[Stored data entries]

= Beginning of Section =

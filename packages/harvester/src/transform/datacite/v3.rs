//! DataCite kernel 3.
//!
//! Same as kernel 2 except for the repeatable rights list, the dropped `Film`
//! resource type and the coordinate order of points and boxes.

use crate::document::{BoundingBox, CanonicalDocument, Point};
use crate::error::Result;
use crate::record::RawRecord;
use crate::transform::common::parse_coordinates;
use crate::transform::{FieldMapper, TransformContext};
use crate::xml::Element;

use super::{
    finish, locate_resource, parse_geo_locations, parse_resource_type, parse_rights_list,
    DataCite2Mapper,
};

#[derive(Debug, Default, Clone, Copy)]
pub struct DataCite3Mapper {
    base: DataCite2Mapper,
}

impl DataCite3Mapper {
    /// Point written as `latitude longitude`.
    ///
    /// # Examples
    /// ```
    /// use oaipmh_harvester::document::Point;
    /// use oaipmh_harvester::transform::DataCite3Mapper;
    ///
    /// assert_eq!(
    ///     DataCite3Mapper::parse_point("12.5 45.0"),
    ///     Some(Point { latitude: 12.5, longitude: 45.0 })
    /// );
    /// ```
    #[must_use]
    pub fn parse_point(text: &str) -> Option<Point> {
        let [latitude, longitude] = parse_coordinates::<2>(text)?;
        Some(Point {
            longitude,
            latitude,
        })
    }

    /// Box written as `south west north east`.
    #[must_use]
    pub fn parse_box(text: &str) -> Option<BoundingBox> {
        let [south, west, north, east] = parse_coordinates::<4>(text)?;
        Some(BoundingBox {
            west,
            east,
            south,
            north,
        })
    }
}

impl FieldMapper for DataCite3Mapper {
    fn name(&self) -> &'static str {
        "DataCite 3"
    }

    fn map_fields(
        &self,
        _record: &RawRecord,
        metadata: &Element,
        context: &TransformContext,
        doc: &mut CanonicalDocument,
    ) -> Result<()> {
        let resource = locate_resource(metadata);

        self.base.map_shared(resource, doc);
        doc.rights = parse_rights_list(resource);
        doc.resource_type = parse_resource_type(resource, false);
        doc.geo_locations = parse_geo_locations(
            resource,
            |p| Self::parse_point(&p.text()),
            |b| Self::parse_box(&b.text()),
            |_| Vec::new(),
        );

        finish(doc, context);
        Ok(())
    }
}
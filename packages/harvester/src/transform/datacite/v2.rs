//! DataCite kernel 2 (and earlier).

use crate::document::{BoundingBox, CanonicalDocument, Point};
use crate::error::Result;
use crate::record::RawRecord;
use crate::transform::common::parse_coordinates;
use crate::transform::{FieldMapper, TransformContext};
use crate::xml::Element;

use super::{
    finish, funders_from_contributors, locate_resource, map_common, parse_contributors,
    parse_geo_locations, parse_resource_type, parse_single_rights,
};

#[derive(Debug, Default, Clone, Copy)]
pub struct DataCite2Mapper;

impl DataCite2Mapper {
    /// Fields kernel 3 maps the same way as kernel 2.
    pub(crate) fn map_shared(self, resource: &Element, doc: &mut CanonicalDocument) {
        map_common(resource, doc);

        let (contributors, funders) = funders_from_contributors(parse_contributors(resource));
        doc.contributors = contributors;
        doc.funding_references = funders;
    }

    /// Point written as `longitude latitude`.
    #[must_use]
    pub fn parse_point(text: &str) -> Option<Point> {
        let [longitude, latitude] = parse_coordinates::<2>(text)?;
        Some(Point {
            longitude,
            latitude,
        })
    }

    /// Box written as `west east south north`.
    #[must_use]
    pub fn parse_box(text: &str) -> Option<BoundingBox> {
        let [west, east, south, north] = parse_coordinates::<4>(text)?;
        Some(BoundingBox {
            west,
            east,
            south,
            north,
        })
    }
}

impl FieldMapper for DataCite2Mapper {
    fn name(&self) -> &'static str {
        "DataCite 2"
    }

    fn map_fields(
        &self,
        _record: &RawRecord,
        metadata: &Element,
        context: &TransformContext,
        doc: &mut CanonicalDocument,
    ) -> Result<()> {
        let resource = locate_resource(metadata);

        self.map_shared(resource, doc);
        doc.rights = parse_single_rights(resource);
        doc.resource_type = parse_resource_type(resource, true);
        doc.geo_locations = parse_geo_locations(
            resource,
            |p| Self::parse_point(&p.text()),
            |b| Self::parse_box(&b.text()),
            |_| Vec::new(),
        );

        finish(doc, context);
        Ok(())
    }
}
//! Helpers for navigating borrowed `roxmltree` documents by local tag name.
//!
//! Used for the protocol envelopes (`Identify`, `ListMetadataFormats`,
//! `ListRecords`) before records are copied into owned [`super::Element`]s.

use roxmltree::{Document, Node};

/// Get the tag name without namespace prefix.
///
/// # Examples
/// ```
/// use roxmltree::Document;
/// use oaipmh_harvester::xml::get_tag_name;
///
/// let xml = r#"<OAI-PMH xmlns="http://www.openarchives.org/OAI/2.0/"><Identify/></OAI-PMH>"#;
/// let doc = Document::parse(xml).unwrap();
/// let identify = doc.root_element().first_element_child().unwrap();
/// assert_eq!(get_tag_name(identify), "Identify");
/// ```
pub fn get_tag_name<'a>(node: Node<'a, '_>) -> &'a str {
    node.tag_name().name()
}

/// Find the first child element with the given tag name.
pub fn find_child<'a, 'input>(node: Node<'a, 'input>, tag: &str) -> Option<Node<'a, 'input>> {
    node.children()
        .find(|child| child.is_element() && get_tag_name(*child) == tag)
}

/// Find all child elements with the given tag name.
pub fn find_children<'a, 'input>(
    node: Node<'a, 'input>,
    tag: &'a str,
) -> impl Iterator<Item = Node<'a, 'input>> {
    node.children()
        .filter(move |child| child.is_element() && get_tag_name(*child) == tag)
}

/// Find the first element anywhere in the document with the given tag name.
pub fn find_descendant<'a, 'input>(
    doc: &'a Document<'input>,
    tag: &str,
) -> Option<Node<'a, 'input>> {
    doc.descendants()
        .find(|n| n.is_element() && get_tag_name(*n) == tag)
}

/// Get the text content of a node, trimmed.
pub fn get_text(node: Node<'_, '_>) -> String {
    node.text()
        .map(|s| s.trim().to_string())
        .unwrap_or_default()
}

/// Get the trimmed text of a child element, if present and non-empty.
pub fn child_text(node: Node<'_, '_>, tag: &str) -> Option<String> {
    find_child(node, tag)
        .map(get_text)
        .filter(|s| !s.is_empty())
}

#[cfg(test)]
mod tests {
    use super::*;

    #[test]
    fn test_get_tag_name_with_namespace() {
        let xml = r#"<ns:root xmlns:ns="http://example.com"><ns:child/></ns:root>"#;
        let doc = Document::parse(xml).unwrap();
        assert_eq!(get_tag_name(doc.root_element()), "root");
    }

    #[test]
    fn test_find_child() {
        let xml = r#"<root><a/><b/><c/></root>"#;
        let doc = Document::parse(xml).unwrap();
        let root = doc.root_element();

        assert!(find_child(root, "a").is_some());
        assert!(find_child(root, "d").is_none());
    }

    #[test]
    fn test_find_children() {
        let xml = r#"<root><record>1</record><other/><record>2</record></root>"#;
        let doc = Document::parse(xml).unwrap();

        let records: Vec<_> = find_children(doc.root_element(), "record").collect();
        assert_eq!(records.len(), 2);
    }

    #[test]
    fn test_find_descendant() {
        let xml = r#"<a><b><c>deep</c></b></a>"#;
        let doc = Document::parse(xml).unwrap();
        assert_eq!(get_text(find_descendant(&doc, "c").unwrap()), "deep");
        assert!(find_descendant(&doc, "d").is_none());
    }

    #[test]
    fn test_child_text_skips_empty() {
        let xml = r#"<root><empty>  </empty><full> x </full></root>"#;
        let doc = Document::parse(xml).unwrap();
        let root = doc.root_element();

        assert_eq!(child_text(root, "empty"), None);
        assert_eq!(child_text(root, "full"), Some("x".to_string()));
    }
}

= End of Section =

● **Directions for this task**
Start at the first line and transcribe the data exactly through the last.

● **Task solution**
filename packages/harvester/src/transform/datacite/v3.rs
//! DataCite kernel 3.
//!
//! Same as kernel 2 except for the repeatable rights list, the dropped `Film`
//! resource type and the coordinate order of points and boxes.

use crate::document::{BoundingBox, CanonicalDocument, Point};
use crate::error::Result;
use crate::record::RawRecord;
use crate::transform::common::parse_coordinates;
use crate::transform::{FieldMapper, TransformContext};
use crate::xml::Element;

use super::{
    finish, locate_resource, parse_geo_locations, parse_resource_type, parse_rights_list,
    DataCite2Mapper,
};

#[derive(Debug, Default, Clone, Copy)]
pub struct DataCite3Mapper {
    base: DataCite2Mapper,
}

impl DataCite3Mapper {
    /// Point written as `latitude longitude`.
    ///
    /// # Examples
    /// ```
    /// use oaipmh_harvester::document::Point;
    /// use oaipmh_harvester::transform::DataCite3Mapper;
    ///
    /// assert_eq!(
    ///     DataCite3Mapper::parse_point("12.5 45.0"),
    ///     Some(Point { latitude: 12.5, longitude: 45.0 })
    /// );
    /// ```
    #[must_use]
    pub fn parse_point(text: &str) -> Option<Point> {
        let [latitude, longitude] = parse_coordinates::<2>(text)?;
        Some(Point {
            longitude,
            latitude,
        })
    }

    /// Box written as `south west north east`.
    #[must_use]
    pub fn parse_box(text: &str) -> Option<BoundingBox> {
        let [south, west, north, east] = parse_coordinates::<4>(text)?;
        Some(BoundingBox {
            west,
            east,
            south,
            north,
        })
    }
}

impl FieldMapper for DataCite3Mapper {
    fn name(&self) -> &'static str {
        "DataCite 3"
    }

    fn map_fields(
        &self,
        _record: &RawRecord,
        metadata: &Element,
        context: &TransformContext,
        doc: &mut CanonicalDocument,
    ) -> Result<()> {
        let resource = locate_resource(metadata);

        self.base.map_shared(resource, doc);
        doc.rights = parse_rights_list(resource);
        doc.resource_type = parse_resource_type(resource, false);
        doc.geo_locations = parse_geo_locations(
            resource,
            |p| Self::parse_point(&p.text()),
            |b| Self::parse_box(&b.text()),
            |_| Vec::new(),
        );

        finish(doc, context);
        Ok(())
    }
}
filename packages/harvester/src/transform/datacite/v2.rs
//! DataCite kernel 2 (and earlier).

use crate::document::{BoundingBox, CanonicalDocument, Point};
use crate::error::Result;
use crate::record::RawRecord;
use crate::transform::common::parse_coordinates;
use crate::transform::{FieldMapper, TransformContext};
use crate::xml::Element;

use super::{
    finish, funders_from_contributors, locate_resource, map_common, parse_contributors,
    parse_geo_locations, parse_resource_type, parse_single_rights,
};

#[derive(Debug, Default, Clone, Copy)]
pub struct DataCite2Mapper;

impl DataCite2Mapper {
    /// Fields kernel 3 maps the same way as kernel 2.
    pub(crate) fn map_shared(self, resource: &Element, doc: &mut CanonicalDocument) {
        map_common(resource, doc);

        let (contributors, funders) = funders_from_contributors(parse_contributors(resource));
        doc.contributors = contributors;
        doc.funding_references = funders;
    }

    /// Point written as `longitude latitude`.
    #[must_use]
    pub fn parse_point(text: &str) -> Option<Point> {
        let [longitude, latitude] = parse_coordinates::<2>(text)?;
        Some(Point {
            longitude,
            latitude,
        })
    }

    /// Box written as `west east south north`.
    #[must_use]
    pub fn parse_box(text: &str) -> Option<BoundingBox> {
        let [west, east, south, north] = parse_coordinates::<4>(text)?;
        Some(BoundingBox {
            west,
            east,
            south,
            north,
        })
    }
}

impl FieldMapper for DataCite2Mapper {
    fn name(&self) -> &'static str {
        "DataCite 2"
    }

    fn map_fields(
        &self,
        _record: &RawRecord,
        metadata: &Element,
        context: &TransformContext,
        doc: &mut CanonicalDocument,
    ) -> Result<()> {
        let resource = locate_resource(metadata);

        self.map_shared(resource, doc);
        doc.rights = parse_single_rights(resource);
        doc.resource_type = parse_resource_type(resource, true);
        doc.geo_locations = parse_geo_locations(
            resource,
            |p| Self::parse_point(&p.text()),
            |b| Self::parse_box(&b.text()),
            |_| Vec::new(),
        );

        finish(doc, context);
        Ok(())
    }
}
//! Helpers for navigating borrowed `roxmltree` documents by local tag name.
//!
//! Used for the protocol envelopes (`Identify`, `ListMetadataFormats`,
//! `ListRecords`) before records are copied into owned [`super::Element`]s.

use roxmltree::{Document, Node};

/// Get the tag name without namespace prefix.
///
/// # Examples
/// ```
/// use roxmltree::Document;
/// use oaipmh_harvester::xml::get_tag_name;
///
/// let xml = r#"<OAI-PMH xmlns="http://www.openarchives.org/OAI/2.0/"><Identify/></OAI-PMH>"#;
/// let doc = Document::parse(xml).unwrap();
/// let identify = doc.root_element().first_element_child().unwrap();
/// assert_eq!(get_tag_name(identify), "Identify");
/// ```
pub fn get_tag_name<'a>(node: Node<'a, '_>) -> &'a str {
    node.tag_name().name()
}

/// Find the first child element with the given tag name.
pub fn find_child<'a, 'input>(node: Node<'a, 'input>, tag: &str) -> Option<Node<'a, 'input>> {
    node.children()
        .find(|child| child.is_element() && get_tag_name(*child) == tag)
}

/// Find all child elements with the given tag name.
pub fn find_children<'a, 'input>(
    node: Node<'a, 'input>,
    tag: &'a str,
) -> impl Iterator<Item = Node<'a, 'input>> {
    node.children()
        .filter(move |child| child.is_element() && get_tag_name(*child) == tag)
}

/// Find the first element anywhere in the document with the given tag name.
pub fn find_descendant<'a, 'input>(
    doc: &'a Document<'input>,
    tag: &str,
) -> Option<Node<'a, 'input>> {
    doc.descendants()
        .find(|n| n.is_element() && get_tag_name(*n) == tag)
}

/// Get the text content of a node, trimmed.
pub fn get_text(node: Node<'_, '_>) -> String {
    node.text()
        .map(|s| s.trim().to_string())
        .unwrap_or_default()
}

/// Get the trimmed text of a child element, if present and non-empty.
pub fn child_text(node: Node<'_, '_>, tag: &str) -> Option<String> {
    find_child(node, tag)
        .map(get_text)
        .filter(|s| !s.is_empty())
}

#[cfg(test)]
mod tests {
    use super::*;

    #[test]
    fn test_get_tag_name_with_namespace() {
        let xml = r#"<ns:root xmlns:ns="http://example.com"><ns:child/></ns:root>"#;
        let doc = Document::parse(xml).unwrap();
        assert_eq!(get_tag_name(doc.root_element()), "root");
    }

    #[test]
    fn test_find_child() {
        let xml = r#"<root><a/><b/><c/></root>"#;
        let doc = Document::parse(xml).unwrap();
        let root = doc.root_element();

        assert!(find_child(root, "a").is_some());
        assert!(find_child(root, "d").is_none());
    }

    #[test]
    fn test_find_children() {
        let xml = r#"<root><record>1</record><other/><record>2</record></root>"#;
        let doc = Document::parse(xml).unwrap();

        let records: Vec<_> = find_children(doc.root_element(), "record").collect();
        assert_eq!(records.len(), 2);
    }

    #[test]
    fn test_find_descendant() {
        let xml = r#"<a><b><c>deep</c></b></a>"#;
        let doc = Document::parse(xml).unwrap();
        assert_eq!(get_text(find_descendant(&doc, "c").unwrap()), "deep");
        assert!(find_descendant(&doc, "d").is_none());
    }

    #[test]
    fn test_child_text_skips_empty() {
        let xml = r#"<root><empty>  </empty><full> x </full></root>"#;
        let doc = Document::parse(xml).unwrap();
        let root = doc.root_element();

        assert_eq!(child_text(root, "empty"), None);
        assert_eq!(child_text(root, "full"), Some("x".to_string()));
    }
}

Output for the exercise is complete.